I was an alcoholic for 24 years. Now I’ve turned my life around.
I was 15 when my problems with addiction began. I didn’t have a bad childhood so I can’t blame anyone but myself. At that time, alcohol was what made me feel good. I ended up leaving home and from then on, I was on my own.
I was homeless on the streets of Preston for four years. I used to sleep on the steps of the Guild Hall. I then spent seven years walking and hitchhiking across the UK. During that time I must have travelled the entire length of Britain.
I would not wish homelessness on anybody. You learn to adapt to survive but it’s very hard. I never begged. I always managed to find casual work at places like car washes and travelling funfairs. I found ways to earn the cash because I wanted the beer. At the end of the day, I’d pick a spot for the night, have a few beers and crash out. It wasn’t living, it was existing.
I’d get itchy feet and move on after being in one place for a while; I liked to go to a new area and start again.
After many years, I met someone and we ended up marrying. We had three kids and we lived together in the family home. Unfortunately, my relationship broke down and we went our separate ways. After that, I spent another couple of years sleeping rough.
I had a grandson and I would call up to tell my daughter I was on my way to visit and take him out. Quite often though, I’d meet someone on the way; we’d have a beer and three days might pass by. My daughter got so angry.
One day I reached a turning point. I didn’t want to be that person anymore. I didn’t want my grandson to see me smashed out on a park bench.
I moved into a Christian rehab to work on my alcohol addiction. It wasn’t easy, but I worked hard. After three years of being clean, I felt ready to take steps to re-join the big wide world.
I wanted to go somewhere for a fresh start and so in 2020 I moved to Emmaus Coventry & Warwickshire. They were really welcoming when I arrived and I felt accepted immediately. It was nice to feel a part of the team and it felt so good knowing had a home for as long as I needed it.
I started off working on the Bulky Waste van, collecting furniture and household items to save them from going to landfill. Later, when I moved roles to help run the charity shop on Red Lane, I realised I had a talent for selling; I enjoyed talking to customers on the shop floor and meeting new people every day.
The Emmaus support team were really good and always had time for me. If I was having a bad day, I knew I could just go and knock on their door.
After a while, I travelled down to see Mum for the first time in a decade, and it was such an emotional day for both of us. There were many apologies from me, for the way I have behaved over the years. We talked and we asked a lot of questions. We had a lot of catching up to do. She said to me that she’d never seen me so positive.

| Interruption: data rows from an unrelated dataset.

use axum::{
    extract::State,
    response::{Html, IntoResponse, Response},
    routing::{get, post},
    Form, Json, Router,
};
use serde::Deserialize;
use serde_json::{json, Value};
use tower_http::{cors::CorsLayer, trace::TraceLayer};
use tracing::info;

use crate::error::AppError;
use crate::handlers::{self, TranslationForm, TranslationOutcome};
use crate::languages::{self, LANGUAGES};
use crate::page::{self, PageMessage};
use crate::scoring::{sentence_pair_bleu, BleuScore};
use crate::state::AppState;

pub fn create_routes() -> Router<AppState> {
    Router::new()
        // Page
        .route("/", get(index).post(submit))

        // Health check
        .route("/api/health", get(health_check))

        // REST API routes
        .route("/api/languages", get(list_languages))
        .route("/api/translate", post(translate))
        .route("/api/score", post(score))
}

/// Full application with middleware and state attached
pub fn build_app(state: AppState) -> Router {
    Router::new()
        .merge(create_routes())
        .layer(TraceLayer::new_for_http())
        .layer(CorsLayer::permissive())
        .with_state(state)
}

async fn index() -> Html<String> {
    let default = languages::default_language();
    Html(page::render_page(
        &TranslationForm::default(),
        default,
        default,
        &PageMessage::None,
    ))
}

async fn submit(State(state): State<AppState>, Form(form): Form<TranslationForm>) -> Response {
    // Keep whatever the user picked selected, falling back to the first entry
    let (source, target) = handlers::resolve_pair(&form).unwrap_or_else(|_| {
        let default = languages::default_language();
        (default, default)
    });

    match handlers::translate_and_score(&state, &form).await {
        Ok(outcome) => Html(page::render_page(
            &form,
            source,
            target,
            &PageMessage::Outcome(&outcome),
        ))
        .into_response(),
        Err(e) => (
            e.status_code(),
            Html(page::render_page(
                &form,
                source,
                target,
                &PageMessage::Error(e.to_string()),
            )),
        )
            .into_response(),
    }
}

async fn health_check(State(state): State<AppState>) -> Json<Value> {
    let backend_healthy = state.translator.health_check().await;
    Json(json!({
        "status": "ok",
        "backend": state.translator.name(),
        "model": state.config.translator_config.model_name,
        "backend_healthy": backend_healthy,
        "started_at": state.started_at,
    }))
}

async fn list_languages() -> Json<Value> {
    Json(json!(LANGUAGES))
}

async fn translate(
    State(state): State<AppState>,
    Json(form): Json<TranslationForm>,
) -> Result<Json<Value>, AppError> {
    match handlers::translate_and_score(&state, &form).await? {
        TranslationOutcome::EmptyInput => Ok(Json(json!({
            "status": "empty_input",
            "message": page::EMPTY_INPUT_MESSAGE,
        }))),
        TranslationOutcome::Translated { text, bleu } => {
            let mut body = json!({
                "status": "ok",
                "translated_text": text,
            });
            if let Some(bleu) = bleu {
                body["bleu_score"] = json!(bleu.score);
            }
            Ok(Json(body))
        }
    }
}

#[derive(Debug, Deserialize)]
struct ScoreRequest {
    reference: String,
    candidate: String,
}

async fn score(
    State(state): State<AppState>,
    Json(request): Json<ScoreRequest>,
) -> Result<Json<BleuScore>, AppError> {
    let score = sentence_pair_bleu(&request.reference, &request.candidate, &state.bleu_options)?;
    info!("{}", score);
    Ok(Json(score))
}

#[cfg(test)]
mod tests {
    use super::*;
    use crate::config_manager::Config;
    use crate::translate::mock::{EchoTranslator, FailingTranslator};
    use crate::translate::Translator;
    use axum::body::{to_bytes, Body};
    use axum::http::{header, Request, StatusCode};
    use std::sync::Arc;
    use tower::ServiceExt;

    fn app_with(translator: Arc<dyn Translator>) -> Router {
        build_app(AppState::with_translator(Config::default(), translator))
    }

    async fn body_string(response: Response) -> String {
        let bytes = to_bytes(response.into_body(), usize::MAX).await.unwrap();
        String::from_utf8(bytes.to_vec()).unwrap()
    }

    fn json_request(uri: &str, body: Value) -> Request<Body> {
        Request::builder()
            .method("POST")
            .uri(uri)
            .header(header::CONTENT_TYPE, "application/json")
            .body(Body::from(body.to_string()))
            .unwrap()
    }

    fn form_request(body: &str) -> Request<Body> {
        Request::builder()
            .method("POST")
            .uri("/")
            .header(header::CONTENT_TYPE, "application/x-www-form-urlencoded")
            .body(Body::from(body.to_string()))
            .unwrap()
    }

    #[tokio::test]
    async fn index_renders_the_form() {
        let app = app_with(Arc::new(EchoTranslator::default()));
        let response = app
            .oneshot(Request::builder().uri("/").body(Body::empty()).unwrap())
            .await
            .unwrap();
        assert_eq!(response.status(), StatusCode::OK);

        let html = body_string(response).await;
        assert!(html.contains(page::TITLE));
        assert!(html.contains("Translation Settings"));
        assert!(html.contains("Select source language"));
        assert!(html.contains(r#"value="Arabic" data-code="ar" selected"#));
        assert!(html.contains("Translate</button>"));
    }

    #[tokio::test]
    async fn form_submit_shows_translation_and_score() {
        let app = app_with(Arc::new(EchoTranslator::default()));
        let response = app
            .oneshot(form_request(
                "source_lang=English&target_lang=German&text=one+two+three+four&reference=de%3Aone+two+three+four",
            ))
            .await
            .unwrap();
        assert_eq!(response.status(), StatusCode::OK);

        let html = body_string(response).await;
        assert!(html.contains("Translated text:"));
        assert!(html.contains("de:one two three four"));
        assert!(html.contains("BLEU score: 100.00"));
        assert!(html.contains(r#"value="German" data-code="de" selected"#));
    }

    #[tokio::test]
    async fn form_submit_with_empty_text_asks_for_input() {
        let translator = Arc::new(EchoTranslator::default());
        let app = app_with(translator.clone());
        let response = app
            .oneshot(form_request("source_lang=English&target_lang=French&text=&reference="))
            .await
            .unwrap();

        let html = body_string(response).await;
        assert!(html.contains(page::EMPTY_INPUT_MESSAGE));
        assert!(!html.contains("Translated text:"));
        assert_eq!(translator.calls(), 0);
    }

    #[tokio::test]
    async fn form_submit_renders_backend_failure() {
        let app = app_with(Arc::new(FailingTranslator));
        let response = app
            .oneshot(form_request("source_lang=English&target_lang=French&text=Hello"))
            .await
            .unwrap();
        assert_eq!(response.status(), StatusCode::BAD_GATEWAY);
        assert!(body_string(response).await.contains("model crashed"));
    }

    #[tokio::test]
    async fn languages_endpoint_lists_table_in_order() {
        let app = app_with(Arc::new(EchoTranslator::default()));
        let response = app
            .oneshot(Request::builder().uri("/api/languages").body(Body::empty()).unwrap())
            .await
            .unwrap();

        let body: Value = serde_json::from_str(&body_string(response).await).unwrap();
        let list = body.as_array().unwrap();
        assert_eq!(list.len(), 13);
        assert_eq!(list[0], json!({"name": "Arabic", "code": "ar"}));
        assert_eq!(list[12], json!({"name": "English", "code": "en"}));
    }

    #[tokio::test]
    async fn api_translate_returns_text_and_score() {
        let app = app_with(Arc::new(EchoTranslator::default()));
        let response = app
            .oneshot(json_request(
                "/api/translate",
                json!({
                    "source_lang": "en",
                    "target_lang": "French",
                    "text": "the cat sat on the mat",
                    "reference": "fr:the cat sat on the mat"
                }),
            ))
            .await
            .unwrap();
        assert_eq!(response.status(), StatusCode::OK);

        let body: Value = serde_json::from_str(&body_string(response).await).unwrap();
        assert_eq!(body["status"], "ok");
        assert_eq!(body["translated_text"], "fr:the cat sat on the mat");
        assert!((body["bleu_score"].as_f64().unwrap() - 100.0).abs() < 1e-9);
    }

    #[tokio::test]
    async fn api_translate_without_reference_omits_score() {
        let app = app_with(Arc::new(EchoTranslator::default()));
        let response = app
            .oneshot(json_request(
                "/api/translate",
                json!({"source_lang": "English", "target_lang": "Japanese", "text": "Hi"}),
            ))
            .await
            .unwrap();

        let body: Value = serde_json::from_str(&body_string(response).await).unwrap();
        assert_eq!(body["translated_text"], "ja:Hi");
        assert!(body.get("bleu_score").is_none());
    }

    #[tokio::test]
    async fn api_translate_reports_empty_input() {
        let translator = Arc::new(EchoTranslator::default());
        let app = app_with(translator.clone());
        let response = app
            .oneshot(json_request("/api/translate", json!({"text": ""})))
            .await
            .unwrap();

        let body: Value = serde_json::from_str(&body_string(response).await).unwrap();
        assert_eq!(body["status"], "empty_input");
        assert_eq!(translator.calls(), 0);
    }

    #[tokio::test]
    async fn api_translate_rejects_unknown_language() {
        let app = app_with(Arc::new(EchoTranslator::default()));
        let response = app
            .oneshot(json_request(
                "/api/translate",
                json!({"source_lang": "English", "target_lang": "Klingon", "text": "Hi"}),
            ))
            .await
            .unwrap();
        assert_eq!(response.status(), StatusCode::BAD_REQUEST);

        let body: Value = serde_json::from_str(&body_string(response).await).unwrap();
        assert_eq!(body["error"], "unknown language: Klingon");
    }

    #[tokio::test]
    async fn api_score_returns_breakdown() {
        let app = app_with(Arc::new(EchoTranslator::default()));
        let response = app
            .oneshot(json_request(
                "/api/score",
                json!({"reference": "one two three four", "candidate": "one two three four"}),
            ))
            .await
            .unwrap();
        assert_eq!(response.status(), StatusCode::OK);

        let body: Value = serde_json::from_str(&body_string(response).await).unwrap();
        assert!((body["score"].as_f64().unwrap() - 100.0).abs() < 1e-9);
        assert_eq!(body["sys_len"], 4);
        assert_eq!(body["ref_len"], 4);
    }

    #[tokio::test]
    async fn health_reports_backend() {
        let app = app_with(Arc::new(EchoTranslator::default()));
        let response = app
            .oneshot(Request::builder().uri("/api/health").body(Body::empty()).unwrap())
            .await
            .unwrap();

        let body: Value = serde_json::from_str(&body_string(response).await).unwrap();
        assert_eq!(body["status"], "ok");
        assert_eq!(body["backend"], "echo");
        assert_eq!(body["model"], "facebook/m2m100_418M");
        assert_eq!(body["backend_healthy"], true);
        assert!(body["started_at"].is_string());
    }
}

I was invited to attend an Emmaus anniversary event at Clarence House and met Camilla when she was HRH The Duchess of Cornwall. I was also able to attend the Platinum Party in the Park for the Queen’s Jubilee. To be able to go to both these felt crazy but absolutely amazing. It was all thanks to Emmaus and I felt so blessed in every way.
I applied for a job as a hospital porter. It was my first ever official job interview – all my previous jobs I’d got through word-of-mouth. I got a call back for my second interview that afternoon and then I found out I’d got it.
It was great that for the first few weeks of my new job, I was able to stay living in the Emmaus community accommodation. It helped me to save so I could get my own place, and it also meant I didn’t have to deal with lots of big changes all at once. I settled into working life, and then moved out when I felt ready.
I reflect back on the scumbag that I once was, but that’s not who I am now. These days, I go to bed in a good mood and I wake up in a good mood. I’m so pleased I made that decision to change my life, and very grateful to Emmaus for their help in making that happen.